Juve, nuovo rilancio per Mateta ma al Palace ancora non basta. En-Nesyri è il piano b

Offerta portata a 32-33 milioni ma gli inglesi ne vogliono 35 con un prestito con obbligo. Il marocchino sempre in stand-by

E' tutta una questione di formule. E di soldi, ovviamente. La Juve e il Crystal Palace continuano il braccio di ferro per Mateta. Alla fine dell'ultimo vertice la dirigenza bianconera ha alzato l'offerta a 32-33 milioni, come riporta La Stampa in edicola oggi.
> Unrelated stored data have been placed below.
use std::collections::HashMap;
use chrono::{NaiveDateTime, Utc};
use serde::{Deserialize, Serialize};
use uuid::Uuid;
use crate::utils::date::{serializer};

// DomainEventType defines type of event for domain changes
#[derive(Debug, PartialEq, Clone, Copy, Serialize, Deserialize)]
pub enum DomainEventType {
    Added,
    Updated,
}

// DomainEvent abstracts domain event for data changes
#[derive(Debug, PartialEq, Clone, Serialize, Deserialize)]
pub struct DomainEvent {
    pub event_id: String,
    pub name: String,
    pub group: String,
    pub key: String,
    pub kind: DomainEventType,
    pub metadata: HashMap<String, String>,
    pub json_data: String,
    #[serde(with = "serializer")]
    pub created_at: NaiveDateTime,
}

impl DomainEvent {
    pub fn added<T: Serialize>(name: &str, group: &str, key: &str, metadata: &HashMap<String, String>, data: &T) -> serde_json::Result<Self> {
        let json = serde_json::to_string(&data)?;
        Ok(Self::build(name, group, key, DomainEventType::Added, metadata, json))
    }

    pub fn updated<T: Serialize>(name: &str, group: &str, key: &str, metadata: &HashMap<String, String>, data: &T) -> serde_json::Result<Self> {
        let json = serde_json::to_string(&data)?;
        Ok(Self::build(name, group, key, DomainEventType::Updated, metadata, json))
    }

    fn build(name: &str, group: &str, key: &str, kind: DomainEventType, metadata: &HashMap<String, String>, json: String) -> DomainEvent {
        DomainEvent {
            event_id: Uuid::new_v4().to_string(),
            name: name.to_string(),
            group: group.to_string(),
            key: key.to_string(),
            kind,
            metadata: metadata.clone(),
            json_data: json,
            created_at: Utc::now().naive_utc(),
        }
    }
}
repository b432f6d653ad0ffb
use std::sync::RwLock;
use async_trait::async_trait;
use crate::core::events::DomainEvent;
use crate::core::library::LibraryError;
use crate::gateway::events::EventPublisher;

#[derive(Debug, Default)]
pub struct MemoryPublisher {
    events: RwLock<Vec<DomainEvent>>,
}

impl MemoryPublisher {
    pub fn new() -> Self {
        Self {
            events: RwLock::new(vec![]),
        }
    }

    pub fn published(&self) -> Result<Vec<DomainEvent>, LibraryError> {
        Ok(self.events.read()?.clone())
    }
}

#[async_trait]
impl EventPublisher for MemoryPublisher {
    async fn publish(&self, event: &DomainEvent) -> Result<(), LibraryError> {
        self.events.write()?.push(event.clone());
        Ok(())
    }
}
use std::collections::HashMap;
use std::sync::RwLock;

use async_trait::async_trait;

use crate::books::domain::model::BookEntity;
use crate::books::repository::BookRepository;
use crate::core::domain::Identifiable;
use crate::core::library::{BookStatus, LibraryError, LibraryResult, PaginatedResult};
use crate::core::repository::Repository;

// MemoryBookRepository keeps the catalog entries in insertion order behind one lock.
// Lookups are linear scans and the first match wins.
#[derive(Debug, Default)]
pub struct MemoryBookRepository {
    books: RwLock<Vec<BookEntity>>,
}

impl MemoryBookRepository {
    pub fn new() -> Self {
        Self {
            books: RwLock::new(vec![]),
        }
    }
}

// BookFilter is the parsed form of a query predicate
#[derive(Debug, Default)]
struct BookFilter {
    title: Option<String>,
    author: Option<String>,
    kind: Option<String>,
    status: Option<BookStatus>,
}

impl BookFilter {
    fn parse(predicate: &HashMap<String, String>) -> LibraryResult<Self> {
        let mut filter = BookFilter::default();
        for (k, v) in predicate {
            match k.as_str() {
                "title" => filter.title = Some(v.to_string()),
                "author" => filter.author = Some(v.to_string()),
                "kind" => filter.kind = Some(v.to_string()),
                "book_status" => filter.status = Some(BookStatus::try_from(v.as_str())?),
                _ => {
                    return Err(LibraryError::validation(
                        format!("unsupported book predicate {}", k).as_str(), Some("400".to_string())));
                }
            }
        }
        Ok(filter)
    }

    fn matches(&self, book: &BookEntity) -> bool {
        self.title.as_ref().map_or(true, |t| *t == book.title) &&
            self.author.as_ref().map_or(true, |a| *a == book.author) &&
            self.kind.as_ref().map_or(true, |k| k.as_str() == book.kind.name()) &&
            self.status.map_or(true, |s| s == book.book_status)
    }
}

fn parse_page(page: Option<&str>) -> LibraryResult<usize> {
    match page {
        None => Ok(0),
        Some(token) => token.parse::<usize>().map_err(|err| LibraryError::validation(
            format!("invalid page token {} {}", token, err).as_str(), Some("400".to_string()))),
    }
}

#[async_trait]
impl Repository<BookEntity> for MemoryBookRepository {
    async fn create(&self, entity: &BookEntity) -> LibraryResult<usize> {
        let mut books = self.books.write()?;
        books.push(entity.clone());
        tracing::debug!(title = entity.title.as_str(), size = books.len(), "stored book");
        Ok(1)
    }

    async fn get(&self, id: &str) -> LibraryResult<BookEntity> {
        let books = self.books.read()?;
        books.iter()
            .find(|b| b.id() == id)
            .cloned()
            .ok_or_else(|| LibraryError::not_found(format!("book not found for {}", id).as_str()))
    }

    async fn delete(&self, entity: &BookEntity) -> LibraryResult<usize> {
        let mut books = self.books.write()?;
        match books.iter().rposition(|b| b == entity) {
            Some(pos) => {
                let _ = books.remove(pos);
                tracing::debug!(title = entity.title.as_str(), size = books.len(), "removed book");
                Ok(1)
            }
            None => Err(LibraryError::not_found(format!("book not found for {}", entity.id()).as_str())),
        }
    }

    async fn count(&self) -> LibraryResult<usize> {
        Ok(self.books.read()?.len())
    }

    async fn query(&self, predicate: &HashMap<String, String>,
                   page: Option<&str>, page_size: usize) -> LibraryResult<PaginatedResult<BookEntity>> {
        let filter = BookFilter::parse(predicate)?;
        let offset = parse_page(page)?;
        let page_size = page_size.max(1);
        let books = self.books.read()?;
        let matched: Vec<&BookEntity> = books.iter().filter(|b| filter.matches(b)).collect();
        let records: Vec<BookEntity> = matched.iter().skip(offset).take(page_size).map(|b| (*b).clone()).collect();
        let end = offset.saturating_add(page_size);
        let next_page = if end < matched.len() { Some(end.to_string()) } else { None };
        Ok(PaginatedResult::new(page_size, next_page, records))
    }
}

#[async_trait]
impl BookRepository for MemoryBookRepository {
    async fn transition(&self, title: &str, from: BookStatus, to: BookStatus) -> LibraryResult<BookEntity> {
        let mut books = self.books.write()?;
        if let Some(book) = books.iter_mut().find(|b| b.id() == title && b.book_status == from) {
            book.book_status = to;
            return Ok(book.clone());
        }
        if books.iter().any(|b| b.id() == title) {
            Err(LibraryError::unavailable(
                format!("no copy of {} is {}", title, from).as_str(), Some("409".to_string()), false))
        } else {
            Err(LibraryError::not_found(format!("book not found for {}", title).as_str()))
        }
    }

    async fn revert(&self, book: &BookEntity, to: BookStatus) -> LibraryResult<BookEntity> {
        let mut books = self.books.write()?;
        match books.iter_mut().find(|b| **b == *book) {
            Some(found) => {
                found.book_status = to;
                Ok(found.clone())
            }
            None => Err(LibraryError::not_found(format!("book not found for {}", book.id()).as_str())),
        }
    }
}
Una cifra complessiva, tra prestito e riscatto, in cui si chiede un sacrificio comune, anche da parte degli agenti sulle commissioni. Il problema è che il club londinese non molla su quanto richiesto, 35 milioni, e sulla formula. Il Palace vuole un obbligo di riscatto automatico, con la Juve che ha addirittura offerto la possibilità di ottenerlo anche solo in caso di qualificazione europea e non soltanto per la Champions. 
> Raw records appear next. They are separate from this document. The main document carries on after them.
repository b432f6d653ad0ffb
pub mod publisher;
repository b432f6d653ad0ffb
pub mod books;
pub mod catalog;
pub mod core;
pub mod gateway;
pub mod utils;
Visto lo stallo, la Juve prosegue a sondare le alternative. Anzi, l'alternativa: En-Nesyri, il centravanti marocchino del Fenerbahce. Si sa che c'è anche il Napoli sulle sue tracce e, in attesa di capire come il club di De Laurentiis decida di muoversi sul fronte offensivo, i bianconeri hanno ottenuto il sì del giocatore. Ovvio, comunque, che la sua disponibilità sia limitata e che il fronte aperto con il club turco, sulla base del prestito non automatico per 20 milioni, abbia una data di scadenza. Tutto dipende da come finirà con Mateta. Per tutelarsi maggiormente, la Juve ha sondato anche il Verona per Giovane.